Mgr J-C Dufour-28 décembre 2018-Les Saints Innocents-Matthieu2-13-18

Mgr Jean-Charles Dufour, Aumônier des Servantes de Jésus-Marie

HOMÉLIE : 28 Décembre 2018 – Les Saints Innocents

Matthieu 2, 13-18 )

 

Dans ces jours qui suivent la fête de Noël, nous sommes toujours devant la crèche et la croix.
À Noël, nous avons célébré l’étoile de Bethléem qui brille dans la nuit. Dès le lendemain, nous avons déposé les ornements blancs pour revêtir le rouge, couleur du sang de saint Étienne, premier martyr à suivre Jésus dans la mort.
Et en ce quatrième jour après Noël, c’est le violet du deuil qui prend toute la place pour les saints Innocents. Vraiment, on ne peut pas affirmer encore que le ciel et la terre sont réunis.

 

Jésus est à peine né que, déjà, il est traqué.
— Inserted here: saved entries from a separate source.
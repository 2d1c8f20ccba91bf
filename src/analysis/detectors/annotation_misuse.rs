//! Annotation Misuse Detector
//!
//! Validates where markers and the exemption are declared:
//! - a method or class carrying both a marker and the exemption
//! - a marker or exemption on a method that returns nothing

use super::Detector;
use crate::analysis::{sort_findings, Finding, IssueKind};
use crate::config::MarkerSet;
use crate::index::{short_name, Annotation, Location, ProjectIndex};
use rayon::prelude::*;
use tracing::debug;

pub struct AnnotationMisuseDetector {
    markers: MarkerSet,
}

impl AnnotationMisuseDetector {
    pub fn new(markers: MarkerSet) -> Self {
        Self { markers }
    }

    fn conflict(&self, marker: &Annotation, kind: &str, name: &str, location: &Location) -> Finding {
        Finding::new(
            IssueKind::ConflictingAnnotations,
            location.clone(),
            name,
            format!(
                "@{} and @{} cannot both be applied to the same {}",
                marker.simple_name(),
                short_name(self.markers.exemption()),
                kind
            ),
        )
    }
}

impl Default for AnnotationMisuseDetector {
    fn default() -> Self {
        Self::new(MarkerSet::default())
    }
}

impl Detector for AnnotationMisuseDetector {
    fn detect(&self, index: &ProjectIndex) -> Vec<Finding> {
        let mut findings: Vec<Finding> = index
            .units()
            .par_iter()
            .flat_map(|unit| {
                let mut found = Vec::new();

                for class in &unit.classes {
                    let marker = self.markers.find_marker(&class.annotations);
                    if let (Some(marker), true) =
                        (marker, self.markers.contains_exemption(&class.annotations))
                    {
                        found.push(self.conflict(marker, "class", &class.name, &class.location));
                    }
                }

                for method in &unit.methods {
                    let marker = self.markers.find_marker(&method.annotations);
                    let exemption = self.markers.find_exemption(&method.annotations);

                    if let (Some(marker), Some(_)) = (marker, exemption) {
                        found.push(self.conflict(marker, "method", &method.name, &method.location));
                    }

                    if method.is_constructor || method.returns_void != Some(true) {
                        continue;
                    }
                    if let Some(annotation) = marker.or(exemption) {
                        found.push(Finding::new(
                            IssueKind::AnnotationOnVoidMethod,
                            method.location.clone(),
                            &method.name,
                            format!(
                                "@{} may not be applied to void-returning methods",
                                annotation.simple_name()
                            ),
                        ));
                    }
                }

                found
            })
            .collect();

        sort_findings(&mut findings);
        debug!("Found {} annotation misuses", findings.len());
        findings
    }
}
use super::markers::{MarkerSet, RuleProfile, CAN_IGNORE_RETURN_VALUE};
use super::properties::ProjectProperties;
use miette::{IntoDiagnostic, Result, WrapErr};
use serde::{Deserialize, Serialize};
use std::path::{Path, PathBuf};
use tracing::debug;

/// Configuration for checkreturnvalue analysis
#[derive(Debug, Clone, Serialize, Deserialize)]
#[serde(default)]
pub struct Config {
    /// Target directories to analyze
    pub targets: Vec<PathBuf>,

    /// Patterns to exclude from analysis
    pub exclude: Vec<String>,

    /// Preset marker list
    pub profile: RuleProfile,

    /// Marker and exemption annotation configuration
    pub annotations: AnnotationConfig,

    /// Extra explanations appended when a marker has no suggestion
    pub explanations: Vec<ExplanationEntry>,

    /// Which checks run
    pub checks: ChecksConfig,

    /// Report configuration
    pub report: ReportConfig,
}

#[derive(Debug, Clone, Serialize, Deserialize)]
#[serde(default)]
pub struct AnnotationConfig {
    /// Markers added to the profile defaults
    pub custom: Vec<String>,

    /// Markers removed from the effective set
    pub exclude: Vec<String>,

    /// Annotation that cancels markers in its scope
    pub exemption: String,
}

#[derive(Debug, Clone, PartialEq, Eq, Serialize, Deserialize)]
pub struct ExplanationEntry {
    /// Qualified name of the declaring type
    pub owner: String,
    pub method: String,
    pub text: String,
}

#[derive(Debug, Clone, Serialize, Deserialize)]
#[serde(default)]
pub struct ChecksConfig {
    /// Report discarded results of marked methods
    pub ignored_return: bool,

    /// Report conflicting or misplaced marker annotations
    pub misuse: bool,
}

#[derive(Debug, Clone, Serialize, Deserialize)]
#[serde(default)]
pub struct ReportConfig {
    /// Output format: terminal, json, sarif
    pub format: String,
}

impl Default for Config {
    fn default() -> Self {
        Self {
            targets: vec![],
            exclude: vec![
                "**/build/**".to_string(),
                "**/generated/**".to_string(),
                "**/.gradle/**".to_string(),
                "**/.idea/**".to_string(),
            ],
            profile: RuleProfile::default(),
            annotations: AnnotationConfig::default(),
            explanations: vec![],
            checks: ChecksConfig::default(),
            report: ReportConfig::default(),
        }
    }
}

impl Default for AnnotationConfig {
    fn default() -> Self {
        Self {
            custom: vec![],
            exclude: vec![],
            exemption: CAN_IGNORE_RETURN_VALUE.to_string(),
        }
    }
}

impl Default for ChecksConfig {
    fn default() -> Self {
        Self {
            ignored_return: true,
            misuse: true,
        }
    }
}

impl Default for ReportConfig {
    fn default() -> Self {
        Self {
            format: "terminal".to_string(),
        }
    }
}

impl Config {
    /// Load configuration from a file (YAML or TOML)
    pub fn from_file(path: &Path) -> Result<Self> {
        let contents = std::fs::read_to_string(path)
            .into_diagnostic()
            .wrap_err_with(|| format!("Failed to read config file: {}", path.display()))?;

        let extension = path.extension().and_then(|e| e.to_str()).unwrap_or("");

        match extension {
            "yml" | "yaml" => serde_yaml::from_str(&contents)
                .into_diagnostic()
                .wrap_err("Failed to parse YAML config"),
            "toml" => toml::from_str(&contents)
                .into_diagnostic()
                .wrap_err("Failed to parse TOML config"),
            _ => {
                // Try YAML first, then TOML
                if let Ok(config) = serde_yaml::from_str(&contents) {
                    Ok(config)
                } else {
                    toml::from_str(&contents)
                        .into_diagnostic()
                        .wrap_err("Failed to parse config file")
                }
            }
        }
    }

    /// Try to load configuration from default locations
    pub fn from_default_locations(project_root: &Path) -> Result<Self> {
        let default_names = [
            ".checkreturnvalue.yml",
            ".checkreturnvalue.yaml",
            ".checkreturnvalue.toml",
            "checkreturnvalue.yml",
            "checkreturnvalue.yaml",
            "checkreturnvalue.toml",
        ];

        for name in &default_names {
            let path = project_root.join(name);
            if path.exists() {
                debug!("Using config file: {}", path.display());
                return Self::from_file(&path);
            }
        }

        // No config file found, use defaults
        Ok(Self::default())
    }

    /// Check if a pattern matches for exclusion
    pub fn should_exclude(&self, path: &Path) -> bool {
        let path_str = path.to_string_lossy();
        self.exclude.iter().any(|pattern| glob_match(pattern, &path_str))
    }

    /// Effective markers from the profile, this config and the project properties
    pub fn marker_set(&self, properties: &ProjectProperties) -> MarkerSet {
        let mut custom = self.annotations.custom.clone();
        custom.extend(properties.custom_annotations());
        let mut excluded = self.annotations.exclude.clone();
        excluded.extend(properties.exclude_annotations());

        MarkerSet::resolve(self.profile, &custom, &excluded, &self.annotations.exemption)
    }
}

/// Simple glob matching for patterns like "*Test.kt" or "**/build/**"
pub fn glob_match(pattern: &str, text: &str) -> bool {
    if pattern.starts_with('*') && !pattern.contains('/') {
        // Pattern like "*Test.java" matches "src/FooTest.java"
        return text.ends_with(&pattern[1..]);
    }

    if pattern.ends_with('*') && !pattern.contains('/') {
        return text.starts_with(&pattern[..pattern.len() - 1]);
    }

    if pattern.contains("**") {
        // "**/build/**" must match a complete directory name, not a substring
        if pattern.starts_with("**/") && pattern.ends_with("/**") {
            let dir_name = pattern.trim_start_matches("**/").trim_end_matches("/**");
            let dir_pattern = format!("/{}/", dir_name);
            return text.contains(&dir_pattern) || text.starts_with(&format!("{}/", dir_name));
        }

        let parts: Vec<&str> = pattern.split("**").collect();
        if parts.len() == 2 {
            let prefix = parts[0].trim_end_matches('/');
            let suffix = parts[1].trim_start_matches('/');

            if prefix.is_empty() && suffix.is_empty() {
                return true;
            }

            if prefix.is_empty() {
                return text.ends_with(suffix) || text.contains(&format!("/{}", suffix));
            }

            if suffix.is_empty() {
                return text.starts_with(prefix) || text.contains(&format!("{}/", prefix));
            }

            return (text.starts_with(prefix) || text.contains(&format!("/{}/", prefix)))
                && (text.ends_with(suffix) || text.contains(&format!("/{}", suffix)));
        }
    }

    text == pattern
}
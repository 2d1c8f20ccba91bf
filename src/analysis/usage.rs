//! Value usage analysis
//!
//! Decides from syntactic position alone whether the value produced at a
//! node is consumed by its surrounding context.
//!
//! ## Algorithm
//!
//! 1. Find the nearest expression at or above the node
//! 2. Climb through every qualified reference the expression is the selector of
//! 3. Inspect the parent of the outermost link:
//!    - a block consumes only its tail, and only when the block itself yields a value
//!    - a constructor body never yields a value
//!    - anything else (initializer, argument, return, expression body) consumes it
//!
//! A block tail that is not owned by a callable continues the walk from the
//! block's owner, so `if`, `when` and `try` used as values are followed outward.
//!
//! ```kotlin
//! fun a() { foo() }          // discarded
//! fun b() = foo()            // used
//! val c = if (x) { foo() } else { bar() }  // used
//! list.map { foo() }         // used, lambda tail
//! ```

use crate::tree::{NodeKind, SyntaxTree};

/// Nearest node at or above `node` that produces a value
pub fn nearest_expression<T: SyntaxTree>(tree: &T, node: T::NodeId) -> Option<T::NodeId> {
    let mut current = Some(node);
    while let Some(candidate) = current {
        if tree.kind(candidate).is_expression() {
            return Some(candidate);
        }
        current = tree.parent(candidate);
    }
    None
}

/// Returns true when the value produced at `node` is never consumed
pub fn is_value_discarded<T: SyntaxTree>(tree: &T, node: T::NodeId) -> bool {
    let mut start = node;

    loop {
        let Some(mut expression) = nearest_expression(tree, start) else {
            return true;
        };
        let Some(mut parent) = tree.parent(expression) else {
            return true;
        };

        // `a.b().c()` is judged on the context of the whole chain
        while tree.kind(parent) == NodeKind::QualifiedReference
            && tree.selector(parent) == Some(expression)
        {
            expression = parent;
            parent = match tree.parent(parent) {
                Some(next) => next,
                None => return true,
            };
        }

        match tree.kind(parent) {
            NodeKind::Block => {
                let owner = tree.parent(parent);
                if let Some(owner) = owner {
                    if tree.kind(owner) == NodeKind::Lambda {
                        return false;
                    }
                }

                let children = tree.children(parent);
                let Some(position) = children.iter().position(|&child| child == expression) else {
                    return false;
                };
                if position + 1 != children.len() {
                    return true;
                }

                match owner {
                    None => return true,
                    Some(owner) => match tree.kind(owner) {
                        NodeKind::Callable { .. } | NodeKind::ClassInitializer => return true,
                        _ => start = owner,
                    },
                }
            }
            NodeKind::Callable { constructor: true } => return true,
            _ => return false,
        }
    }
}
mod file_finder;

pub use file_finder::{FileFinder, FileStats, FileType, SourceFile};
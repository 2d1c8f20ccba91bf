//! Structural resolution of call sites to declared methods
//!
//! No type information is available, so a call is matched by simple name and
//! arity, then narrowed by what the receiver says about the declaring class.
//! A call is treated as marked only when every remaining candidate is.

use super::policy::ScopeAnnotations;
use crate::config::MarkerSet;
use crate::index::{Annotation, CallSite, ClassDecl, MethodDecl, MethodRef, ProjectIndex, Receiver};
use tracing::trace;

/// Marker that applies to a declaration and where it came from
#[derive(Debug, Clone, Copy)]
pub struct ResolvedTarget<'a> {
    pub method: MethodRef,
    pub decl: &'a MethodDecl,
    /// Declaring class shared by every candidate; `None` for top-level
    /// functions or overloads declared on different classes
    pub owner: Option<&'a ClassDecl>,
    pub marker: &'a Annotation,
}

/// What one scope level says about the return value
enum ScopeVerdict<'a> {
    Exempt,
    Marked(&'a Annotation),
    Silent,
}

pub struct CallResolver<'a> {
    index: &'a ProjectIndex,
    markers: &'a MarkerSet,
}

impl<'a> CallResolver<'a> {
    pub fn new(index: &'a ProjectIndex, markers: &'a MarkerSet) -> Self {
        Self { index, markers }
    }

    /// Declared methods a call site may invoke
    pub fn candidates(&self, unit_index: usize, call: &CallSite) -> Vec<MethodRef> {
        let matching: Vec<MethodRef> = self
            .index
            .methods_named(&call.name)
            .iter()
            .copied()
            .filter(|method| {
                let decl = self.index.method(*method);
                !decl.is_constructor && decl.accepts_arity(call.arity)
            })
            .collect();

        if matching.is_empty() {
            return matching;
        }

        match &call.receiver {
            Receiver::Implicit | Receiver::This => {
                let unit = self.index.unit(unit_index);
                let enclosing = unit.enclosing_classes(call.node);
                let members = self.filtered(&matching, |method, decl| {
                    method.unit == unit_index
                        && decl.owner.map(|owner| enclosing.contains(&owner)).unwrap_or(false)
                });
                if !members.is_empty() {
                    return members;
                }

                let top_level = self.filtered(&matching, |_, decl| decl.owner.is_none());
                if top_level.is_empty() {
                    matching
                } else {
                    top_level
                }
            }
            Receiver::Named(name) => match self.receiver_type(call, name) {
                // a known receiver type rules out every method it does not declare
                Some(receiver_type) => {
                    self.filtered(&matching, |method, _| self.declared_on(method, receiver_type))
                }
                None => {
                    let owned = self.filtered(&matching, |method, _| {
                        self.index
                            .owner_chain(method)
                            .next()
                            .map(|class| &class.name == name)
                            .unwrap_or(false)
                    });
                    if owned.is_empty() {
                        matching
                    } else {
                        owned
                    }
                }
            },
            Receiver::Expression => matching,
        }
    }

    fn filtered(&self, methods: &[MethodRef], keep: impl Fn(MethodRef, &MethodDecl) -> bool) -> Vec<MethodRef> {
        methods
            .iter()
            .copied()
            .filter(|method| keep(*method, self.index.method(*method)))
            .collect()
    }

    /// Type a named receiver stands for: the declared type of the variable,
    /// or the name itself when it names a class
    fn receiver_type<'c>(&self, call: &'c CallSite, name: &'c str) -> Option<&'c str> {
        call.receiver_type.as_deref().or_else(|| {
            let names_class = self.index.declares_class(name)
                || name.chars().next().map(char::is_uppercase).unwrap_or(false);
            names_class.then_some(name)
        })
    }

    /// Whether `method` is a member of `type_name` (or an enclosing class of a
    /// member, for companions) or an extension on it
    fn declared_on(&self, method: MethodRef, type_name: &str) -> bool {
        let decl = self.index.method(method);
        match decl.owner {
            Some(_) => self
                .index
                .owner_chain(method)
                .any(|class| class.name == type_name),
            None => decl.extension_of.as_deref() == Some(type_name),
        }
    }

    /// Marker in effect for a method, searching the method, its classes
    /// (innermost first) and then its package. An exemption stops the search.
    pub fn applied_marker(&self, method: MethodRef) -> Option<&'a Annotation> {
        let index = self.index;
        let decl = index.method(method);

        match self.verdict(decl.annotations.iter()) {
            ScopeVerdict::Exempt => return None,
            ScopeVerdict::Marked(marker) => return Some(marker),
            ScopeVerdict::Silent => {}
        }

        for class in index.owner_chain(method) {
            match self.verdict(class.annotations.iter()) {
                ScopeVerdict::Exempt => return None,
                ScopeVerdict::Marked(marker) => return Some(marker),
                ScopeVerdict::Silent => {}
            }
        }

        let unit = index.unit(method.unit);
        let package = index
            .package_annotations(unit.package.as_deref())
            .iter()
            .chain(unit.file_annotations.iter());
        match self.verdict(package) {
            ScopeVerdict::Marked(marker) => Some(marker),
            _ => None,
        }
    }

    fn verdict(&self, annotations: impl Iterator<Item = &'a Annotation>) -> ScopeVerdict<'a> {
        let mut marker = None;
        for annotation in annotations {
            if self.markers.is_exemption(annotation) {
                return ScopeVerdict::Exempt;
            }
            if marker.is_none() && self.markers.is_marker(annotation) {
                marker = Some(annotation);
            }
        }
        marker.map_or(ScopeVerdict::Silent, ScopeVerdict::Marked)
    }

    /// Resolve a call to a marked target, if every candidate is marked
    pub fn resolve(&self, unit_index: usize, call: &CallSite) -> Option<ResolvedTarget<'a>> {
        let candidates = self.candidates(unit_index, call);
        let first = *candidates.first()?;

        let mut markers = candidates.iter().map(|method| self.applied_marker(*method));
        let marker = markers.next().flatten()?;
        if markers.any(|other| other.is_none()) {
            trace!(
                "'{}' at {} has unmarked overloads, skipping",
                call.name,
                call.location
            );
            return None;
        }

        // overloads on different classes leave the owner open
        let owner = self.index.owner_chain(first).next();
        let shared_owner = candidates.iter().all(|method| {
            let other = self.index.owner_chain(*method).next();
            other.map(|class| &class.qualified_name) == owner.map(|class| &class.qualified_name)
        });

        Some(ResolvedTarget {
            method: first,
            decl: self.index.method(first),
            owner: if shared_owner { owner } else { None },
            marker,
        })
    }

    /// Annotations visible at the call site itself
    pub fn scope_annotations(&self, unit_index: usize, call: &CallSite) -> ScopeAnnotations<'a> {
        let unit = self.index.unit(unit_index);

        let member = unit
            .enclosing_method(call.node)
            .map(|method| unit.methods[method].annotations.iter().collect())
            .unwrap_or_default();

        let class = unit
            .enclosing_classes(call.node)
            .into_iter()
            .flat_map(|class| unit.classes[class].annotations.iter())
            .collect();

        let package = self
            .index
            .package_annotations(unit.package.as_deref())
            .iter()
            .chain(unit.file_annotations.iter())
            .collect();

        ScopeAnnotations {
            member,
            class,
            package,
        }
    }
}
Il est de trop !
Le roi Hérode qui ne supporte pas de voir son pouvoir menacé manifeste sa colère qui retombe sur sa population, et surtout sur les plus faibles de tous, des enfants innocents de moins de deux ans. Jésus échappe de justesse à un des génocides les plus retentissants de l’histoire. Sa naissance qui devait être une joie pour tous se transforme en cauchemar, ce qui est malheureusement vrai pour bien des personnes encore traquées dans notre pauvre monde.

 

Cette scène, comme bien d’autres, nous remet devant des comportements humains qui blessent et font mal tout en nous invitant à réfléchir sur nos propres comportements.
Ce n’est pas humain de s’engouffrer dans la violence au nom du pouvoir.
Ce n’est pas humain de se haïr, de se détester, de vivre sans se faire confiance.
Mais ça existe et ça nous fait souffrir comme ça fait souffrir les autres.

 

Jésus est là parce que Dieu n’a pas voulu nous laisser à demi morts sur la route comme dans l’histoire du bon Samaritain.
Comme je le disais le jour de Noël, il est né parmi nous pour nous appeler à renaître. Il s’est fait l’un de nous pour nous aider à devenir comme lui, pour devenir des disciples à l’image de saint Étienne que nous avons fêté mercredi.

 

Alors qu’il était parmi nous, il a passé sa vie à soigner les plaies, les grandes comme les petites, les nôtres comme celles de l’humanité.
Il est venu nous offrir une autre manière de vivre à l’image des comportements de Dieu.
Il nous invite à vivre en humain, en pleinement humain comme lui.
Il nous invite à nous faire confiance parce que c’est le seul moyen de briser la peur.
« Un enfant nous est né. Voici des jours de justice et de paix. » Vraiment, l’évangile ne fait que commencer.
Notre foi nous dit que nous pouvons vivre à la manière de Jésus si nous devenons semblables à Celui qui s’est fait l’un de nous, que nous pouvons vivre une belle vie entre nous, et avec les autres.

 

Dans une homélie de Noël, saint Léon le Grand écrivait :
« Réveille-toi, ô homme, et reconnais la dignité de ta nature ! Rappelle-toi que tu as été créé à l’image de Dieu. Si, en Adam, elle a été dégradée, dans le Christ elle a été restaurée… Il a réalisé en lui les débuts d’une création nouvelle… où l’injustice fait place à l’innocence, la vieillerie retrouve la nouveauté. Les étrangers reçoivent l’adoption et les gens de l’extérieur sont admis à l’héritage. »

 

C’est pour toutes ces raisons que nous sommes rassemblés pour célébrer l’Eucharistie, pour demander au Christ d’éliminer les ténèbres de nos vies, pour le prier de nous aider à avoir une vie comme la sienne et ainsi nous faire marcher dans la lumière du Christ.